In several versions of the stories, Lugh comes to Tara on Manannan’s horse, carrying Manannan’s sword, Freagarthach or “Answerer”, and wearing Manannan’s helm and Manannan’s armor. Being outfitted in this manner could only mean that Manannan recognized that Lugh has surpassed Manannan’s standards and hopes for him. By doing this, Manannan is highlighting Lugh’s potential, silently urging everyone to take notice of this new creature’s possible affect on the future. In an interesting sidelight, Manannan, God of the Waves, only loans Lugh his boat.

From the references we have about Tailtu, she raised Lugh from the time of puberty to his leaving to go to Tara. It is possible that this time also coincides with her clearing of the Land in preparation for the Tuatha de Dannan’s coming supremacy. This makes sense if she knew about the prophecy.

The Coming of Lugh


Now Lugh appears as a grown up leaving home to find his place in the world. No mention is made of Lugh while he journeys, of his feats during that time, yet somehow he became the master of every trade.

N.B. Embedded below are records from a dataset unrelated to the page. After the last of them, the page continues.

// self
use crate::{
	_prelude::*,
	auth::ScopeSet,
	platform::PlatformId,
	provider::{ProviderDescriptor, ProviderEndpoints, ProviderQuirks, TokenPlacement},
};

/// Errors raised while constructing or validating descriptors.
#[derive(Debug, PartialEq, Eq, Serialize, Deserialize, ThisError)]
pub enum ProviderDescriptorError {
	/// Authorization endpoint is required to start the handshake.
	#[error("Missing authorization endpoint.")]
	MissingAuthorizationEndpoint,
	/// Token endpoint is required to exchange codes.
	#[error("Missing token endpoint.")]
	MissingTokenEndpoint,
	/// API base is required for identity and metrics lookups.
	#[error("Missing API base URL.")]
	MissingApiBase,
	/// Endpoints must use HTTPS.
	#[error("The {endpoint} endpoint must use HTTPS: {url}.")]
	InsecureEndpoint {
		/// Which endpoint failed validation.
		endpoint: &'static str,
		/// Endpoint URL that failed validation.
		url: String,
	},
	/// The API base must be usable as a path prefix.
	#[error("The API base cannot carry a query or fragment: {url}.")]
	InvalidApiBase {
		/// API base that failed validation.
		url: String,
	},
	/// Descriptor was handed to an adapter for a different platform.
	#[error("Descriptor for {actual} cannot back the {expected} adapter.")]
	PlatformMismatch {
		/// Platform the adapter serves.
		expected: PlatformId,
		/// Platform the descriptor describes.
		actual: PlatformId,
	},
	/// Reject scope delimiters that are control characters.
	#[error("Scope delimiter must be a printable character.")]
	InvalidScopeDelimiter {
		/// Invalid delimiter that was supplied.
		delimiter: char,
	},
}

/// Builder for [`ProviderDescriptor`] values.
#[derive(Debug)]
pub struct ProviderDescriptorBuilder {
	/// Platform the descriptor describes.
	pub platform: PlatformId,
	/// Authorization endpoint opened in the popup.
	pub authorization_endpoint: Option<Url>,
	/// Token endpoint used for the code exchange.
	pub token_endpoint: Option<Url>,
	/// Base URL for identity and metrics lookups.
	pub api_base: Option<Url>,
	/// Scopes requested when the caller does not ask for specific ones.
	pub default_scopes: ScopeSet,
	/// Provider-specific quirks.
	pub quirks: ProviderQuirks,
}
impl ProviderDescriptorBuilder {
	/// Creates a new builder seeded with the provided platform and its known quirks.
	pub fn new(platform: PlatformId) -> Self {
		Self {
			platform,
			authorization_endpoint: None,
			token_endpoint: None,
			api_base: None,
			default_scopes: ScopeSet::default(),
			quirks: ProviderQuirks::for_platform(platform),
		}
	}

	/// Sets the authorization endpoint.
	pub fn authorization_endpoint(mut self, url: Url) -> Self {
		self.authorization_endpoint = Some(url);

		self
	}

	/// Sets the token endpoint.
	pub fn token_endpoint(mut self, url: Url) -> Self {
		self.token_endpoint = Some(url);

		self
	}

	/// Sets the API base URL.
	pub fn api_base(mut self, url: Url) -> Self {
		self.api_base = Some(url);

		self
	}

	/// Sets the scopes requested by default.
	pub fn default_scopes(mut self, scopes: ScopeSet) -> Self {
		self.default_scopes = scopes;

		self
	}

	/// Overrides the scope delimiter.
	pub fn scope_delimiter(mut self, delimiter: char) -> Self {
		self.quirks.scope_delimiter = delimiter;

		self
	}

	/// Overrides where lookups carry the access token.
	pub fn token_placement(mut self, placement: TokenPlacement) -> Self {
		self.quirks.token_placement = placement;

		self
	}

	/// Overrides the provider quirks.
	pub fn quirks(mut self, quirks: ProviderQuirks) -> Self {
		self.quirks = quirks;

		self
	}

	/// Consumes the builder and validates the resulting descriptor.
	pub fn build(self) -> Result<ProviderDescriptor, ProviderDescriptorError> {
		let authorization = self
			.authorization_endpoint
			.ok_or(ProviderDescriptorError::MissingAuthorizationEndpoint)?;
		let token = self.token_endpoint.ok_or(ProviderDescriptorError::MissingTokenEndpoint)?;
		let api_base = self.api_base.ok_or(ProviderDescriptorError::MissingApiBase)?;
		let descriptor = ProviderDescriptor {
			platform: self.platform,
			endpoints: ProviderEndpoints { authorization, token, api_base },
			default_scopes: self.default_scopes,
			quirks: self.quirks,
		};

		descriptor.validate()?;

		Ok(descriptor)
	}
}

impl ProviderDescriptor {
	/// Validates invariants for the descriptor.
	fn validate(&self) -> Result<(), ProviderDescriptorError> {
		validate_endpoint("authorization", &self.endpoints.authorization)?;
		validate_endpoint("token", &self.endpoints.token)?;
		validate_endpoint("api", &self.endpoints.api_base)?;

		if self.endpoints.api_base.query().is_some()
			|| self.endpoints.api_base.fragment().is_some()
			|| self.endpoints.api_base.cannot_be_a_base()
		{
			return Err(ProviderDescriptorError::InvalidApiBase {
				url: self.endpoints.api_base.to_string(),
			});
		}

		validate_scope_delimiter(self.quirks.scope_delimiter)?;

		Ok(())
	}
}

fn validate_endpoint(name: &'static str, url: &Url) -> Result<(), ProviderDescriptorError> {
	if url.scheme() != "https" {
		Err(ProviderDescriptorError::InsecureEndpoint { endpoint: name, url: url.to_string() })
	} else {
		Ok(())
	}
}

fn validate_scope_delimiter(delimiter: char) -> Result<(), ProviderDescriptorError> {
	if delimiter.is_control() {
		Err(ProviderDescriptorError::InvalidScopeDelimiter { delimiter })
	} else {
		Ok(())
	}
}
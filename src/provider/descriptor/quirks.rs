// self
use crate::{_prelude::*, platform::PlatformId};

/// Where API lookups carry the access token.
#[derive(Clone, Copy, Debug, Default, PartialEq, Eq, Serialize, Deserialize)]
#[serde(rename_all = "snake_case")]
pub enum TokenPlacement {
	/// `access_token` query parameter (Meta Graph API).
	Query,
	#[default]
	/// `Authorization: Bearer` header.
	Bearer,
}

/// Provider-specific quirks that influence how adapters shape requests.
#[derive(Clone, Copy, Debug, PartialEq, Eq, Serialize, Deserialize)]
#[serde(default)]
pub struct ProviderQuirks {
	/// Character used to join scopes when constructing `scope` parameters.
	pub scope_delimiter: char,
	/// How API lookups authenticate.
	pub token_placement: TokenPlacement,
}
impl ProviderQuirks {
	/// Quirks observed for the platform's production API.
	pub const fn for_platform(platform: PlatformId) -> Self {
		match platform {
			PlatformId::Instagram =>
				Self { scope_delimiter: ',', token_placement: TokenPlacement::Query },
			PlatformId::Linkedin =>
				Self { scope_delimiter: ' ', token_placement: TokenPlacement::Bearer },
		}
	}
}
impl Default for ProviderQuirks {
	fn default() -> Self {
		Self { scope_delimiter: ' ', token_placement: TokenPlacement::default() }
	}
}
//! Request plumbing shared by the platform adapters.

// crates.io
use serde::de::DeserializeOwned;
// self
use crate::{
	_prelude::*,
	auth::{AccessToken, ScopeSet},
	config::ClientCredentials,
	error::{ConfigError, ExchangeStage, TokenExchangeError},
	http::{self, HttpResponse, ProviderHttpClient},
	oauth2::AuthorizationCode,
	platform::PlatformId,
	provider::{MetricsUnavailableReason, ProviderDescriptor, TokenPlacement},
};

const BODY_PREVIEW_LIMIT: usize = 256;

/// Failure of a single API lookup, before it is mapped into the caller's taxonomy.
#[derive(Debug)]
pub(crate) enum LookupError {
	Request(String),
	Transport(String),
	Status { status: u16, message: String },
	Malformed { status: u16, message: String },
}
impl LookupError {
	pub(crate) fn into_exchange_error(self, platform: PlatformId) -> TokenExchangeError {
		let stage = ExchangeStage::Identity;

		match self {
			LookupError::Request(message) | LookupError::Transport(message) =>
				TokenExchangeError::rejected(platform, stage, None, message),
			LookupError::Status { status, message } =>
				TokenExchangeError::rejected(platform, stage, Some(status), message),
			LookupError::Malformed { status, message } => TokenExchangeError::rejected(
				platform,
				stage,
				Some(status),
				format!("malformed identity response: {message}"),
			),
		}
	}

	pub(crate) fn into_metrics_reason(self) -> MetricsUnavailableReason {
		match self {
			LookupError::Request(message) | LookupError::Transport(message) =>
				MetricsUnavailableReason::Transport(message),
			LookupError::Status { status, .. } => MetricsUnavailableReason::Status(status),
			LookupError::Malformed { message, .. } => MetricsUnavailableReason::Malformed(message),
		}
	}
}

#[derive(Deserialize)]
struct TokenResponse {
	access_token: String,
}

/// Descriptor, credentials, and transport bundled for one platform.
pub(crate) struct ProviderClient<C>
where
	C: ?Sized + ProviderHttpClient,
{
	pub(crate) descriptor: ProviderDescriptor,
	credentials: ClientCredentials,
	http: Arc<C>,
}
impl<C> ProviderClient<C>
where
	C: ?Sized + ProviderHttpClient,
{
	pub(crate) fn new(
		descriptor: ProviderDescriptor,
		credentials: ClientCredentials,
		http: Arc<C>,
	) -> Self {
		Self { descriptor, credentials, http }
	}

	pub(crate) fn platform(&self) -> PlatformId {
		self.descriptor.platform
	}

	pub(crate) fn authorization_url(
		&self,
		redirect_uri: &Url,
		requested_scopes: Option<&ScopeSet>,
		state: &str,
	) -> Result<Url, ConfigError> {
		let client_id = self.credentials.client_id.as_str();

		if client_id.trim().is_empty() {
			return Err(ConfigError::MissingClientId { platform: self.platform() });
		}

		let scopes = requested_scopes.unwrap_or(&self.descriptor.default_scopes);
		let mut url = self.descriptor.endpoints.authorization.clone();

		{
			let mut pairs = url.query_pairs_mut();

			pairs
				.append_pair("client_id", client_id)
				.append_pair("redirect_uri", redirect_uri.as_str())
				.append_pair("response_type", "code");

			if let Some(scope) = scopes.joined(self.descriptor.quirks.scope_delimiter) {
				pairs.append_pair("scope", &scope);
			}

			pairs.append_pair("state", state);
		}

		Ok(url)
	}

	/// POSTs the code to the token endpoint and returns the access token.
	pub(crate) async fn exchange_token(
		&self,
		code: &AuthorizationCode,
		redirect_uri: &Url,
	) -> Result<AccessToken, TokenExchangeError> {
		let platform = self.platform();
		let stage = ExchangeStage::Token;
		let fields = [
			("client_id", self.credentials.client_id.as_str()),
			("client_secret", self.credentials.client_secret.secret().as_str()),
			("grant_type", "authorization_code"),
			("redirect_uri", redirect_uri.as_str()),
			("code", code.secret().as_str()),
		];
		let request = http::form_post(&self.descriptor.endpoints.token, &fields)
			.map_err(|e| TokenExchangeError::rejected(platform, stage, None, e.to_string()))?;
		let response = self
			.http
			.execute(request)
			.await
			.map_err(|e| TokenExchangeError::transport(platform, stage, &e))?;
		let status = response.status().as_u16();

		if !response.status().is_success() {
			return Err(TokenExchangeError::rejected(
				platform,
				stage,
				Some(status),
				provider_message(response.body()),
			));
		}

		let token = decode::<TokenResponse>(&response).map_err(|message| {
			TokenExchangeError::rejected(
				platform,
				stage,
				Some(status),
				format!("malformed token response: {message}"),
			)
		})?;

		if token.access_token.is_empty() {
			return Err(TokenExchangeError::rejected(
				platform,
				stage,
				Some(status),
				"token response did not include an access token",
			));
		}

		Ok(AccessToken::new(token.access_token))
	}

	/// GETs `segments` under the API base and decodes the JSON body.
	pub(crate) async fn get_json<T>(
		&self,
		segments: &[&str],
		query: &[(&str, &str)],
		token: &AccessToken,
	) -> Result<T, LookupError>
	where
		T: DeserializeOwned,
	{
		let mut url = self
			.descriptor
			.api_url(segments.iter().copied())
			.map_err(|e| LookupError::Request(e.to_string()))?;
		let placement = self.descriptor.quirks.token_placement;
		let mut pairs = query.to_vec();

		if placement == TokenPlacement::Query {
			pairs.push(("access_token", token.expose()));
		}
		if !pairs.is_empty() {
			url.query_pairs_mut().extend_pairs(pairs);
		}

		let bearer = (placement == TokenPlacement::Bearer).then_some(token);
		let request = http::get(&url, bearer).map_err(|e| LookupError::Request(e.to_string()))?;
		let response =
			self.http.execute(request).await.map_err(|e| LookupError::Transport(e.detail()))?;
		let status = response.status().as_u16();

		if !response.status().is_success() {
			return Err(LookupError::Status { status, message: provider_message(response.body()) });
		}

		decode(&response).map_err(|message| LookupError::Malformed { status, message })
	}
}

fn decode<T>(response: &HttpResponse) -> Result<T, String>
where
	T: DeserializeOwned,
{
	let mut deserializer = serde_json::Deserializer::from_slice(response.body());

	serde_path_to_error::deserialize(&mut deserializer).map_err(|e| e.to_string())
}

/// Extracts the most specific error message a provider put in an error body.
///
/// Tries `error_description`, Graph's `error.message`, LinkedIn's `message`, and a bare
/// `error` string before falling back to a truncated body preview.
pub(crate) fn provider_message(body: &[u8]) -> String {
	let structured = serde_json::from_slice::<serde_json::Value>(body).ok().and_then(|value| {
		value
			.get("error_description")
			.and_then(serde_json::Value::as_str)
			.or_else(|| value.pointer("/error/message").and_then(serde_json::Value::as_str))
			.or_else(|| value.get("message").and_then(serde_json::Value::as_str))
			.or_else(|| value.get("error").and_then(serde_json::Value::as_str))
			.map(str::to_owned)
	});

	structured.unwrap_or_else(|| body_preview(body))
}

fn body_preview(body: &[u8]) -> String {
	let text = String::from_utf8_lossy(body);
	let text = text.trim();

	if text.is_empty() {
		return "empty response body".into();
	}
	if text.chars().count() <= BODY_PREVIEW_LIMIT {
		return text.to_owned();
	}

	let mut buf = text.chars().take(BODY_PREVIEW_LIMIT).collect::<String>();

	buf.push('…');

	buf
}
//! Registry of authorization requests waiting for their callback.
//!
//! Every request is keyed by its `state` token and owns a `watch` channel that publishes the
//! attempt's status, so the UI side can await completion instead of polling. Entries are
//! claimed exactly once; claimed, cancelled, and expired entries stay visible for one extra TTL
//! so late callbacks and waiters observe the terminal status, then get pruned.

// crates.io
use tokio::sync::watch;
// self
use crate::{
	_prelude::*,
	auth::PortfolioId,
	callback::CompletionMode,
	error::ErrorKind,
	flows::{ConnectSummary, PendingCommit},
	platform::PlatformId,
};

/// An issued authorization request.
#[derive(Clone, Debug, PartialEq, Eq, Serialize)]
#[serde(rename_all = "camelCase")]
pub struct AuthorizationRequest {
	/// Platform being linked.
	pub platform_id: PlatformId,
	/// Portfolio being linked.
	pub portfolio_id: PortfolioId,
	/// Redirect URI registered with the provider; replayed during the exchange.
	pub redirect_uri: Url,
	/// URL the popup should open.
	pub auth_url: Url,
	/// Correlation token sent as the OAuth `state` parameter.
	pub state: String,
	/// How the UI launched the authorization page.
	pub launch_mode: CompletionMode,
	/// Issue instant.
	#[serde(with = "time::serde::rfc3339")]
	pub issued_at: OffsetDateTime,
	/// Instant after which callbacks are rejected.
	#[serde(with = "time::serde::rfc3339")]
	pub expires_at: OffsetDateTime,
}
impl AuthorizationRequest {
	/// Returns true once `now` is past the expiry.
	pub fn is_expired_at(&self, now: OffsetDateTime) -> bool {
		now >= self.expires_at
	}
}

/// Status published for an attempt.
#[derive(Clone, Debug, PartialEq, Eq, Serialize)]
#[serde(tag = "status", rename_all = "snake_case")]
pub enum AttemptStatus {
	/// Waiting for the callback or still exchanging.
	Pending,
	/// Connection committed.
	Connected(ConnectSummary),
	/// Attempt ended with an error.
	Failed {
		/// Error classification.
		kind: ErrorKind,
		/// User-facing message.
		message: String,
		/// Write to replay when the attempt failed at the commit.
		#[serde(skip)]
		pending: Option<PendingCommit>,
	},
}
impl AttemptStatus {
	/// Returns true for every status except [`AttemptStatus::Pending`].
	pub fn is_terminal(&self) -> bool {
		!matches!(self, AttemptStatus::Pending)
	}
}

/// Why a request could not be claimed.
#[derive(Clone, Debug, PartialEq, Eq)]
pub(crate) enum ClaimError {
	Unknown,
	AlreadyClaimed,
	Cancelled,
	Expired,
	Failed(ErrorKind),
}

#[derive(Debug)]
struct PendingEntry {
	request: AuthorizationRequest,
	status: Arc<watch::Sender<AttemptStatus>>,
	claimed: bool,
}

/// Shared registry of in-flight authorization requests.
#[derive(Clone, Debug)]
pub(crate) struct PendingAuthorizations {
	entries: Arc<Mutex<HashMap<String, PendingEntry>>>,
	retention: Duration,
}
impl PendingAuthorizations {
	pub(crate) fn new(retention: Duration) -> Self {
		Self { entries: Default::default(), retention }
	}

	pub(crate) fn register(&self, request: AuthorizationRequest) {
		let now = OffsetDateTime::now_utc();
		let mut entries = self.entries.lock();

		self.prune_locked(&mut entries, now);

		let (status, _) = watch::channel(AttemptStatus::Pending);

		entries.insert(
			request.state.clone(),
			PendingEntry { request, status: Arc::new(status), claimed: false },
		);
	}

	/// Claims the request registered under `state`.
	pub(crate) fn claim(&self, state: &str, now: OffsetDateTime) -> Result<AttemptTicket, ClaimError> {
		let mut entries = self.entries.lock();
		let entry = entries.get_mut(state).ok_or(ClaimError::Unknown)?;

		Self::claim_entry(entry, now)
	}

	/// Claims the newest unclaimed request for the pair; used for callbacks without `state`.
	pub(crate) fn claim_pair(
		&self,
		portfolio_id: &PortfolioId,
		platform_id: PlatformId,
		now: OffsetDateTime,
	) -> Result<AttemptTicket, ClaimError> {
		let mut entries = self.entries.lock();
		let entry = entries
			.values_mut()
			.filter(|entry| {
				entry.request.portfolio_id == *portfolio_id
					&& entry.request.platform_id == platform_id
					&& !entry.claimed
					&& !entry.status.borrow().is_terminal()
			})
			.max_by_key(|entry| entry.request.issued_at)
			.ok_or(ClaimError::Unknown)?;

		Self::claim_entry(entry, now)
	}

	/// Cancels an unclaimed request. Returns false when nothing was pending under `state`.
	pub(crate) fn cancel(&self, state: &str, reason: &str) -> bool {
		let entries = self.entries.lock();
		let Some(entry) = entries.get(state) else {
			return false;
		};

		if entry.claimed || entry.status.borrow().is_terminal() {
			return false;
		}

		entry.status.send_replace(AttemptStatus::Failed {
			kind: ErrorKind::UserCancelled,
			message: reason.to_owned(),
			pending: None,
		});

		true
	}

	/// Status receiver and expiry for the request registered under `state`.
	pub(crate) fn subscribe(
		&self,
		state: &str,
	) -> Option<(watch::Receiver<AttemptStatus>, OffsetDateTime)> {
		self.entries
			.lock()
			.get(state)
			.map(|entry| (entry.status.subscribe(), entry.request.expires_at))
	}

	pub(crate) fn prune(&self, now: OffsetDateTime) {
		let mut entries = self.entries.lock();

		self.prune_locked(&mut entries, now);
	}

	fn prune_locked(&self, entries: &mut HashMap<String, PendingEntry>, now: OffsetDateTime) {
		entries.retain(|_, entry| now < entry.request.expires_at + self.retention);
	}

	fn claim_entry(entry: &mut PendingEntry, now: OffsetDateTime) -> Result<AttemptTicket, ClaimError> {
		if let AttemptStatus::Failed { kind, .. } = &*entry.status.borrow() {
			return Err(match kind {
				ErrorKind::UserCancelled => ClaimError::Cancelled,
				kind => ClaimError::Failed(*kind),
			});
		}
		if entry.claimed {
			return Err(ClaimError::AlreadyClaimed);
		}
		if entry.request.is_expired_at(now) {
			entry.status.send_replace(AttemptStatus::Failed {
				kind: ErrorKind::UserCancelled,
				message: "Authorization request expired.".into(),
				pending: None,
			});

			return Err(ClaimError::Expired);
		}

		entry.claimed = true;

		Ok(AttemptTicket { request: entry.request.clone(), status: entry.status.clone(), done: false })
	}
}

/// Exclusive right to finish a claimed attempt.
///
/// Dropping a ticket without finishing it publishes an internal failure so waiters never hang.
#[derive(Debug)]
pub(crate) struct AttemptTicket {
	pub(crate) request: AuthorizationRequest,
	status: Arc<watch::Sender<AttemptStatus>>,
	done: bool,
}
impl AttemptTicket {
	pub(crate) fn complete(mut self, summary: ConnectSummary) {
		self.finish(AttemptStatus::Connected(summary));
	}

	pub(crate) fn fail(mut self, kind: ErrorKind, message: impl Into<String>) {
		self.finish(AttemptStatus::Failed { kind, message: message.into(), pending: None });
	}

	/// Publishes `err`, keeping its pending commit for observers.
	pub(crate) fn fail_with(mut self, err: &Error) {
		self.finish(AttemptStatus::Failed {
			kind: err.kind(),
			message: err.user_message(),
			pending: err.pending_commit().cloned(),
		});
	}

	fn finish(&mut self, status: AttemptStatus) {
		self.done = true;
		self.status.send_replace(status);
	}
}
impl Drop for AttemptTicket {
	fn drop(&mut self) {
		if !self.done {
			self.status.send_replace(AttemptStatus::Failed {
				kind: ErrorKind::Internal,
				message: "Connection attempt was abandoned.".into(),
				pending: None,
			});
		}
	}
}

#[cfg(test)]
mod tests {
	// self
	use super::*;

	fn request(state: &str, issued_at: OffsetDateTime, ttl: Duration) -> AuthorizationRequest {
		let url = Url::parse("https://app.example.com/auth/callback").expect("Fixture URL should parse.");

		AuthorizationRequest {
			platform_id: PlatformId::Instagram,
			portfolio_id: PortfolioId::new("p1").expect("Portfolio fixture should be valid."),
			redirect_uri: url.clone(),
			auth_url: url,
			state: state.into(),
			launch_mode: CompletionMode::Popup,
			issued_at,
			expires_at: issued_at + ttl,
		}
	}

	#[test]
	fn requests_are_claimed_once() {
		let now = OffsetDateTime::now_utc();
		let pending = PendingAuthorizations::new(Duration::minutes(5));

		pending.register(request("s1", now, Duration::minutes(5)));

		let ticket = pending.claim("s1", now).expect("First claim should succeed.");

		assert_eq!(ticket.request.state, "s1");
		assert_eq!(pending.claim("s1", now).err(), Some(ClaimError::AlreadyClaimed));
		assert_eq!(pending.claim("nope", now).err(), Some(ClaimError::Unknown));
		assert!(!pending.cancel("s1", "closed"), "Claimed requests cannot be cancelled.");
	}

	#[test]
	fn cancelled_and_expired_requests_reject_claims() {
		let now = OffsetDateTime::now_utc();
		let pending = PendingAuthorizations::new(Duration::minutes(5));

		pending.register(request("cancel-me", now, Duration::minutes(5)));
		pending.register(request("stale", now - Duration::minutes(10), Duration::minutes(5)));

		assert!(pending.cancel("cancel-me", "Popup closed."));
		assert_eq!(pending.claim("cancel-me", now).err(), Some(ClaimError::Cancelled));
		assert_eq!(pending.claim("stale", now).err(), Some(ClaimError::Expired));
		assert_eq!(pending.claim("stale", now).err(), Some(ClaimError::Cancelled));
	}

	#[test]
	fn dropped_tickets_publish_failure() {
		let now = OffsetDateTime::now_utc();
		let pending = PendingAuthorizations::new(Duration::minutes(5));

		pending.register(request("s1", now, Duration::minutes(5)));

		let (receiver, _) = pending.subscribe("s1").expect("Registered state should subscribe.");

		drop(pending.claim("s1", now).expect("Claim should succeed."));

		assert!(matches!(
			&*receiver.borrow(),
			AttemptStatus::Failed { kind: ErrorKind::Internal, .. }
		));
	}

	#[test]
	fn legacy_claims_pick_the_newest_request_and_prune_drops_old_entries() {
		let now = OffsetDateTime::now_utc();
		let pending = PendingAuthorizations::new(Duration::minutes(5));

		pending.register(request("older", now - Duration::minutes(1), Duration::minutes(5)));
		pending.register(request("newer", now, Duration::minutes(5)));

		let portfolio = PortfolioId::new("p1").expect("Portfolio fixture should be valid.");
		let ticket = pending
			.claim_pair(&portfolio, PlatformId::Instagram, now)
			.expect("Pair claim should succeed.");

		assert_eq!(ticket.request.state, "newer");

		ticket.fail(ErrorKind::MissingCallbackData, "missing code");
		pending.prune(now + Duration::minutes(11));

		assert!(pending.subscribe("older").is_none());
	}

	#[test]
	fn persistence_failures_publish_the_pending_commit() {
		let now = OffsetDateTime::now_utc();
		let pending = PendingAuthorizations::new(Duration::minutes(5));

		pending.register(request("s1", now, Duration::minutes(5)));

		let (receiver, _) = pending.subscribe("s1").expect("Registered state should subscribe.");
		let update = crate::store::ConnectionUpdate::connected(
			PortfolioId::new("p1").expect("Portfolio fixture should be valid."),
			PlatformId::Instagram,
			420,
			None,
			None,
		);
		let err = Error::Persistence {
			source: crate::store::StoreError::Backend { message: "disk full".into() },
			pending: Box::new(PendingCommit::new(update.clone())),
		};

		pending.claim("s1", now).expect("Claim should succeed.").fail_with(&err);

		match &*receiver.borrow() {
			AttemptStatus::Failed { kind, pending: Some(commit), .. } => {
				assert_eq!(*kind, ErrorKind::Persistence);
				assert_eq!(commit.update(), &update);
			},
			status => panic!("Expected a persistence failure, got {status:?}."),
		}
	}
}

On arriving at the Gates of Tara, he claimed mastery of the knowledge needed by a Carpenter, a Smith, a Champion (hero), a Harper, a Poet and Teller of Tales, a Magician, a Physician, a Cupbearer and a Brass-worker. He could do it all, and was apparently the master of many trades, Jack of none.

This didn’t sit very well with the gatekeeper of Tara. He dismissed each and every one of Lugh’s skills, saying that they already have a person skilled in the named trade. One can imagine Lugh, young and proud expecting to be admitted immediately and instead being told, “go away kid, we don’t need you.” Here he is, the master of every trade and skill that was considered important, and there is someone inside who can do that skill too and because of that, he was not allowed to enter unless he had a unique skill. Finally, Lugh demands that the gatekeeper ask the king if there is anyone who can do everything as he can.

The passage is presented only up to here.